> PROBLEM DETAILS
Transcribe the lines from the start of the data below through the line with "use crate::config::RemeshOptions;", word for word and nothing more.

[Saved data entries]
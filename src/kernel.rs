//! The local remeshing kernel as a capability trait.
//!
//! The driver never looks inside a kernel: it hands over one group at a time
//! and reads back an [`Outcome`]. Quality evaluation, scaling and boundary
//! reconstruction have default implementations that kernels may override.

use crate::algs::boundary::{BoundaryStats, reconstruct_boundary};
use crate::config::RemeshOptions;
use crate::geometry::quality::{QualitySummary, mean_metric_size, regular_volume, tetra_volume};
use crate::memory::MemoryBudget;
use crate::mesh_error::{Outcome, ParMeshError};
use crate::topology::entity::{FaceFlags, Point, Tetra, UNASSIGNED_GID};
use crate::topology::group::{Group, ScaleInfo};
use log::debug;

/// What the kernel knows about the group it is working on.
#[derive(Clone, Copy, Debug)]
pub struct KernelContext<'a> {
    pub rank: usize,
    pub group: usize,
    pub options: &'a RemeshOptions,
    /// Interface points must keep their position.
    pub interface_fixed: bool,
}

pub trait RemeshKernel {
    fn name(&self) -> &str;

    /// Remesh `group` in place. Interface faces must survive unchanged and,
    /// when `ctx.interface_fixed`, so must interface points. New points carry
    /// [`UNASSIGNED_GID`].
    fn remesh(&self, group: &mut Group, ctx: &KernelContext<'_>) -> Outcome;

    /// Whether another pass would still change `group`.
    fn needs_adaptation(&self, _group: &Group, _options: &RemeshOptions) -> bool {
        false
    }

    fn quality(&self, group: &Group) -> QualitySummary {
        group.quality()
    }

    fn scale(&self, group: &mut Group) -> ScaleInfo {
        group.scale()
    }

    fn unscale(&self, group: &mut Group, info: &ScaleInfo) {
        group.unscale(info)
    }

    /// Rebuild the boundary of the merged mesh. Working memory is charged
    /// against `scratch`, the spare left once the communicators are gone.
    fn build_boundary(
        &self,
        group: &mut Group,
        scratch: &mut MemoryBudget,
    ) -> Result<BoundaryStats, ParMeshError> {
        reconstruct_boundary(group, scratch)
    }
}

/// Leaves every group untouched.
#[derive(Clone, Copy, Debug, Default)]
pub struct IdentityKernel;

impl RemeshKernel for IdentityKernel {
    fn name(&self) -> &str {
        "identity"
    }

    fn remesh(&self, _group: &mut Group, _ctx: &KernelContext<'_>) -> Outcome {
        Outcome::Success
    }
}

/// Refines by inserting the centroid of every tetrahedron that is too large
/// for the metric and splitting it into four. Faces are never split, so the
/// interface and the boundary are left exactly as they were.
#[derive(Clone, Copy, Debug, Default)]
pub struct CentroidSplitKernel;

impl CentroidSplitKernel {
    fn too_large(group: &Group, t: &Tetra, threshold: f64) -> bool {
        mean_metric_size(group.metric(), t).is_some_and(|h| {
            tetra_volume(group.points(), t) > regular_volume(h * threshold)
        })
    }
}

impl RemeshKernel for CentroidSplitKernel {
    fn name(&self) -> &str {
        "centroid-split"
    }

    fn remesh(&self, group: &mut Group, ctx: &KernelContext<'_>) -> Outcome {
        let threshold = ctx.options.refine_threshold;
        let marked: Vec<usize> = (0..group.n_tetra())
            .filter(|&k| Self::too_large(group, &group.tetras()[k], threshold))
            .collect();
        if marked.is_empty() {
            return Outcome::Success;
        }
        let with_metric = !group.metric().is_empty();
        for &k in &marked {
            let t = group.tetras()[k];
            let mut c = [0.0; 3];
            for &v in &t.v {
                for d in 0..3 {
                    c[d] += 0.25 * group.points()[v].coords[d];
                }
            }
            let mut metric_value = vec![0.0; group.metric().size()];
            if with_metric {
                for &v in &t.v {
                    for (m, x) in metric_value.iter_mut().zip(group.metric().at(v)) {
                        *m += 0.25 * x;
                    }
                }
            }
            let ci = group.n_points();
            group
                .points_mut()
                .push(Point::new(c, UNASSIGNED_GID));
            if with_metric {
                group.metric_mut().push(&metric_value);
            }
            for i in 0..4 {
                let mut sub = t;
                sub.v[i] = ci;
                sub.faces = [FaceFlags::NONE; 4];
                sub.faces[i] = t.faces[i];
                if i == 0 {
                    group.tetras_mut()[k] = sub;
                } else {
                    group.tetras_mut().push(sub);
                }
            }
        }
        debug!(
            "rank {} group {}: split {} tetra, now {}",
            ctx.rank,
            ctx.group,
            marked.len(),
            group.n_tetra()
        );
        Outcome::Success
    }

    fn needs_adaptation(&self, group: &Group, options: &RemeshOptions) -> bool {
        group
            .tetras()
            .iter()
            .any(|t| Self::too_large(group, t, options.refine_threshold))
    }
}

> ANSWER BOX
filename src/kernel.rs
//! The local remeshing kernel as a capability trait.
//!
//! The driver never looks inside a kernel: it hands over one group at a time
//! and reads back an [`Outcome`]. Quality evaluation, scaling and boundary
//! reconstruction have default implementations that kernels may override.

use crate::algs::boundary::{BoundaryStats, reconstruct_boundary};
use crate::config::RemeshOptions;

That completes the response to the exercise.